Third, a function representing a system or network state can also be utilized as attribute information for detecting abnormal symptoms. For example, a function (g) indicating the number of occurrences of the SID and the EventID described above or a specific vector indicating the state of the system and the network may be utilized. Such a function (g) and a vector may be expressed as in Equations 12 and 13 below.

Equation 12

The function of Equation (12) is a grouping of SIDs and EventIDs and expressed as a function value. For example, the function of Equation 12 may be used to represent 'login failure count' of 'Manager A' as a group.

Equation 13

The vector of Equation 13 expresses the function value of Equation 12 by grouping various object identifiers and event types into one group, and can represent all the properties of the system at one time. Corresponds to the snapshot vector.

FIG. 5 is a diagram illustrating a process of calculating a snapshot vector, which is an example of attribute information indicating a state of a system, in a method of detecting an abnormal symptom of a network according to an embodiment of the present invention. Referring to FIG. 5, various types of event logs recorded in the system are illustrated. In this embodiment, EventID and SID related to security are selected. It can be seen that the selected attribute information is expressed as a function (g) indicating the number of occurrences of the SID and the EventID, and from this, a snapshot vector representing the overall state of the system can be derived.
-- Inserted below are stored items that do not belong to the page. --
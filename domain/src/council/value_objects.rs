//! Council value objects - immutable result types for a pipeline run.
//!
//! These types represent the outputs of each stage:
//! - [`MemberAnswer`] - one member's answer from stage 1
//! - [`JudgeRanking`] - one member's ranking of the anonymized answers
//! - [`AggregateEntry`] - one model's consensus rank across all judges
//! - [`SynthesisResult`] - the lead's final answer from stage 3
//! - [`CouncilBundle`] - everything a run produced, handed to the caller
//!
//! All are created during a single run and never mutated afterwards.

use crate::council::label::{Label, LabelMap};
use crate::council::parsing::parse_ranking_from_text;
use serde::{Deserialize, Serialize};

/// Answer from a single member in stage 1
#[derive(Debug, Clone, Serialize, Deserialize)]
pub struct MemberAnswer {
    /// The model that produced this answer
    pub model: String,
    /// The answer content
    pub content: String,
    /// Provider-assigned usage id for downstream cost lookup
    #[serde(skip_serializing_if = "Option::is_none")]
    pub usage_id: Option<String>,
}

impl MemberAnswer {
    pub fn new(
        model: impl Into<String>,
        content: impl Into<String>,
        usage_id: Option<String>,
    ) -> Self {
        Self {
            model: model.into(),
            content: content.into(),
            usage_id,
        }
    }
}

/// One judge's ranking of the anonymized answer set (stage 2)
#[derive(Debug, Clone, Serialize, Deserialize)]
pub struct JudgeRanking {
    /// The model that judged
    pub judge: String,
    /// The judge's full free-text response
    pub raw_text: String,
    /// Labels extracted from `raw_text`, best first; empty if unparsable
    pub parsed_order: Vec<Label>,
    /// Provider-assigned usage id
    #[serde(skip_serializing_if = "Option::is_none")]
    pub usage_id: Option<String>,
}

impl JudgeRanking {
    /// Create a ranking, parsing `raw_text` once and caching the result.
    pub fn new(
        judge: impl Into<String>,
        raw_text: impl Into<String>,
        usage_id: Option<String>,
    ) -> Self {
        let raw_text = raw_text.into();
        let parsed_order = parse_ranking_from_text(&raw_text);
        Self {
            judge: judge.into(),
            raw_text,
            parsed_order,
            usage_id,
        }
    }

    /// Whether this judge contributed any ranking signal.
    pub fn has_ranking(&self) -> bool {
        !self.parsed_order.is_empty()
    }
}

/// One model's aggregate position across all judges' rankings
#[derive(Debug, Clone, PartialEq, Serialize, Deserialize)]
pub struct AggregateEntry {
    /// Model id (labels are translated back before callers see this)
    pub model: String,
    /// Mean of the model's 1-indexed positions; lower is better
    pub average_rank: f64,
    /// How many judges ranked this model
    pub rankings_count: usize,
}

/// Final synthesized answer from the lead (stage 3)
#[derive(Debug, Clone, Serialize, Deserialize)]
pub struct SynthesisResult {
    /// The lead model that synthesized
    pub model: String,
    /// The synthesized answer
    pub content: String,
    /// Provider-assigned usage id
    #[serde(skip_serializing_if = "Option::is_none")]
    pub usage_id: Option<String>,
}

impl SynthesisResult {
    pub fn new(
        model: impl Into<String>,
        content: impl Into<String>,
        usage_id: Option<String>,
    ) -> Self {
        Self {
            model: model.into(),
            content: content.into(),
            usage_id,
        }
    }
}

/// Complete artifact bundle of one council run
#[derive(Debug, Clone, Serialize, Deserialize)]
pub struct CouncilBundle {
    /// The original question
    pub question: String,
    /// Members that were asked (declared order, after deduplication)
    pub members: Vec<String>,
    /// Stage 1: surviving answers in declared member order
    pub stage1: Vec<MemberAnswer>,
    /// Stage 2: rankings from judges that responded
    pub stage2: Vec<JudgeRanking>,
    /// Stage 3: the lead's synthesis
    pub stage3: SynthesisResult,
    /// Consensus ranking, best first
    pub aggregate: Vec<AggregateEntry>,
    /// Label assignment used during stage 2
    pub label_to_model: LabelMap,
    /// Conversation title, when title generation was requested
    #[serde(skip_serializing_if = "Option::is_none")]
    pub title: Option<String>,
    /// Usage ids from every successful call, in stage order
    pub usage_ids: Vec<String>,
}

impl CouncilBundle {
    /// Answers from judges that produced a usable ranking.
    pub fn ranked_judges(&self) -> impl Iterator<Item = &JudgeRanking> {
        self.stage2.iter().filter(|r| r.has_ranking())
    }

    /// The consensus winner, if any judge ranked anything.
    pub fn top_ranked(&self) -> Option<&AggregateEntry> {
        self.aggregate.first()
    }
}

#[cfg(test)]
mod tests {
    use super::*;

    #[test]
    fn test_judge_ranking_caches_parse() {
        let ranking = JudgeRanking::new(
            "openai/gpt-5.1",
            "FINAL RANKING:\n1. Response B\n2. Response A",
            Some("gen-123".to_string()),
        );
        assert!(ranking.has_ranking());
        assert_eq!(ranking.parsed_order.len(), 2);
        assert_eq!(ranking.parsed_order[0].as_str(), "Response B");
    }

    #[test]
    fn test_judge_ranking_unparsable_is_empty() {
        let ranking = JudgeRanking::new("m", "no rankings in here", None);
        assert!(!ranking.has_ranking());
        assert!(ranking.parsed_order.is_empty());
    }

    #[test]
    fn test_answer_usage_id_omitted_when_absent() {
        let answer = MemberAnswer::new("m", "text", None);
        let json = serde_json::to_string(&answer).unwrap();
        assert!(!json.contains("usage_id"));
    }
}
In summary, a function value representing the state of the system is a function value representing the number of occurrences of the unique identifier information and security event information of the system or the number of occurrences of the security event information of the system. It is preferable to include at least one of a snapshot vector grouping all the objects of the function value.

FIG. 6 is a block diagram illustrating an apparatus 600 for detecting an abnormal symptom of a network according to an exemplary embodiment of the present invention, and includes a storage unit 10, a measurement unit 20, and a determination unit 30. In addition, an event log 25 for recording the state of the network 23 to be detected by the detection device 600 and the state inside the system is additionally shown. At this time, it is assumed that the network of the present embodiment also conforms to a standard having a network pattern of constant and repetitive self-similarity. Each of the device configurations illustrated in FIG. 6 corresponds to respective steps of the detection method described above with reference to FIG. 3, and only an overview thereof is briefly described.

The storage unit 10 measures a self-similarity in advance from one or more attribute information representing the traffic state of the network in a normal state, and stores a threshold value set. The storage unit 10 measures one or more attribute information representing the traffic state of the network at regular time intervals in a normal state, calculates a sample mean and variance from the measured attribute information, and uses the calculated variance and time interval. By calculating a parameter for the persistence of the statistical phenomenon of the network traffic, and setting a predetermined magnification of the calculated parameter as a threshold for the self-similarity. Therefore, the storage unit 10 may be implemented as various recording media capable of storing a threshold set in the form of electronic data.

The measuring unit 20 measures the magnetic similarity in real time from the one or more attribute information in the network 23. Such attribute information can be obtained by extracting various attribute values known from the network packet or querying the data already recorded in the event log 25 through software, and such attribute extraction method is conventional in the art. It can be realized by a person with knowledge through various technical means commonly used in the technical field.

The determination unit 30 compares the real-time self-similarity value measured by the measurement unit 20 with the threshold value stored in the storage unit 10 to determine whether the network 23 is abnormal.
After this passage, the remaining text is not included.